Fishers to consider restrictions amid spike in COVID-19 infections

The city of Fishers is urging residents to stay home and is considering new restrictions—including canceling extracurricular school activities and limiting many indoor gatherings to 10 people—to try to stem a steep rise in the count of COVID-19 cases.

And in a video released early Wednesday, Mayor Scott Fadness said it is vigilant social distancing and wearing masks, even around family and friends, that could prove to be the most important in slowing the spread of the virus. In fact, he said families must begin to rethink their holiday plans to stay safe.

“We need to be as careful in private as we are in public,” Fadness says in the video, posted on his Twitter account. That means having “hard conversations about our holiday plans this year.”

“It won’t be easy. I know that,” he said. “We’re all feeling the fatigue of these long months.

Fishers Public Health Director Monica Heltz said Tuesday night she will ask the Fishers Board of Health to approve a list of new restrictions at a Friday afternoon meeting. Those restrictions do not include a stay-at-home order. Instead, the city is recommending that residents stay home, except for outings related to work, grocery shopping and other important activities.

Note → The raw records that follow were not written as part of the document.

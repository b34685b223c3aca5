//! External storage pool manager abstraction.
//!
//! The hypervisor's management session is reached through a
//! [`StorageConnection`]. Models fetch a fresh [`PoolManager`] from it on
//! every call and never cache it, so a reconnect on the manager side is
//! picked up transparently.
//!
//! - [`PoolManager`]: pool enumeration, lookup and definition
//! - [`PoolHandle`]: operations on one named pool
//! - [`MemoryConnection`]: in-process manager used by tests and local runs

use crate::descriptor::PoolDefinition;
use crate::error::VpoolError;
use crate::types::PoolState;
use async_trait::async_trait;
use std::sync::Arc;
use thiserror::Error;

pub mod memory;

pub use memory::{ManagerOp, MemoryConnection};

/// Error classes reported by the manager.
#[derive(Debug, Clone, Copy, PartialEq, Eq, Hash)]
pub enum ManagerErrorCode {
    /// No pool with the requested name
    NoStoragePool,
    /// Operation not valid in the pool's current state
    OperationInvalid,
    /// Operation attempted and failed
    OperationFailed,
    /// Session to the manager is unavailable
    NoConnection,
}

/// Error raised by the external manager. `message` is passed on verbatim.
#[derive(Error, Debug, Clone, PartialEq, Eq)]
#[error("{message}")]
pub struct ManagerError {
    pub code: ManagerErrorCode,
    pub message: String,
}

impl ManagerError {
    pub fn new(code: ManagerErrorCode, message: impl Into<String>) -> Self {
        Self { code, message: message.into() }
    }

    pub fn no_pool(name: &str) -> Self {
        Self::new(
            ManagerErrorCode::NoStoragePool,
            format!("Storage pool not found: no storage pool with matching name '{}'", name),
        )
    }

    pub fn is_no_pool(&self) -> bool {
        self.code == ManagerErrorCode::NoStoragePool
    }
}

/// Manager faults surface to callers as `OperationFailed`.
impl From<ManagerError> for VpoolError {
    fn from(err: ManagerError) -> Self {
        VpoolError::OperationFailed { message: err.message }
    }
}

pub type ManagerResult<T> = std::result::Result<T, ManagerError>;

/// Capacity counters and state of a pool.
#[derive(Debug, Clone, Copy, PartialEq, Eq)]
pub struct PoolInfo {
    pub state: PoolState,
    /// Bytes
    pub capacity: u64,
    /// Bytes
    pub allocated: u64,
    /// Bytes
    pub available: u64,
}

/// Source of live manager sessions.
#[async_trait]
pub trait StorageConnection: Send + Sync {
    /// Fetch the current manager session.
    async fn get(&self) -> ManagerResult<Arc<dyn PoolManager>>;
}

/// Pool-level operations of the manager.
#[async_trait]
pub trait PoolManager: Send + Sync {
    /// Names of running pools.
    async fn list_active(&self) -> ManagerResult<Vec<String>>;

    /// Names of persistently defined pools that are not running.
    async fn list_defined(&self) -> ManagerResult<Vec<String>>;

    /// Handle for a pool. Fails with [`ManagerErrorCode::NoStoragePool`]
    /// when no pool has that name.
    async fn lookup(&self, name: &str) -> ManagerResult<Box<dyn PoolHandle>>;

    /// Persistently define an inactive pool.
    async fn define(&self, definition: &PoolDefinition) -> ManagerResult<Box<dyn PoolHandle>>;

    /// Create and start a pool that is not persisted.
    async fn create_transient(
        &self,
        definition: &PoolDefinition,
    ) -> ManagerResult<Box<dyn PoolHandle>>;
}

/// Operations on one pool.
#[async_trait]
pub trait PoolHandle: Send + Sync {
    fn name(&self) -> &str;

    async fn info(&self) -> ManagerResult<PoolInfo>;

    async fn is_active(&self) -> ManagerResult<bool>;

    async fn is_persistent(&self) -> ManagerResult<bool>;

    async fn autostart(&self) -> ManagerResult<bool>;

    async fn set_autostart(&self, enabled: bool) -> ManagerResult<()>;

    /// Descriptor the pool was defined with.
    async fn definition(&self) -> ManagerResult<PoolDefinition>;

    /// Descriptor rendered as manager XML.
    async fn xml_desc(&self) -> ManagerResult<String> {
        Ok(self.definition().await?.to_xml())
    }

    /// Prepare the backing storage (create the directory, format the VG, ...).
    async fn build(&self) -> ManagerResult<()>;

    /// Start the pool.
    async fn create(&self) -> ManagerResult<()>;

    /// Stop the pool. Transient pools disappear.
    async fn destroy(&self) -> ManagerResult<()>;

    /// Remove the persistent definition.
    async fn undefine(&self) -> ManagerResult<()>;

    /// Rescan the pool's volumes.
    async fn refresh(&self) -> ManagerResult<()>;

    async fn num_volumes(&self) -> ManagerResult<u32>;
}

The health department has been using factors such as the positivity rate, number of cases and hospitalizations to determine the city’s coronavirus risk level. Fishers’ risk rating is listed as “severe,” or “red,”—its most severe rating.

According to the city’s pandemic data dashboard, there have been 477 new positive cases and one new death from COVID-19 reported in Fishers over the last two weeks. The city’s rolling seven-day testing-positivity rate, based on the Hamilton County rate published by the state, was 16.6% for testing of unique individuals and 10.3% for all tests.

But Fadness said taking action can improve the numbers.

“Our data shows that mitigation efforts work when we do them,” he said in the video.

The Fishers Health Department said social gatherings have been identified by contact tracers as the primary source of the spread. It said infections are widespread throughout the community without any concentrated areas, and people of all ages appear to be equally affected. The department continued to say there is a strong indication that schools remain a safe place for students in terms of the likelihood of transmission.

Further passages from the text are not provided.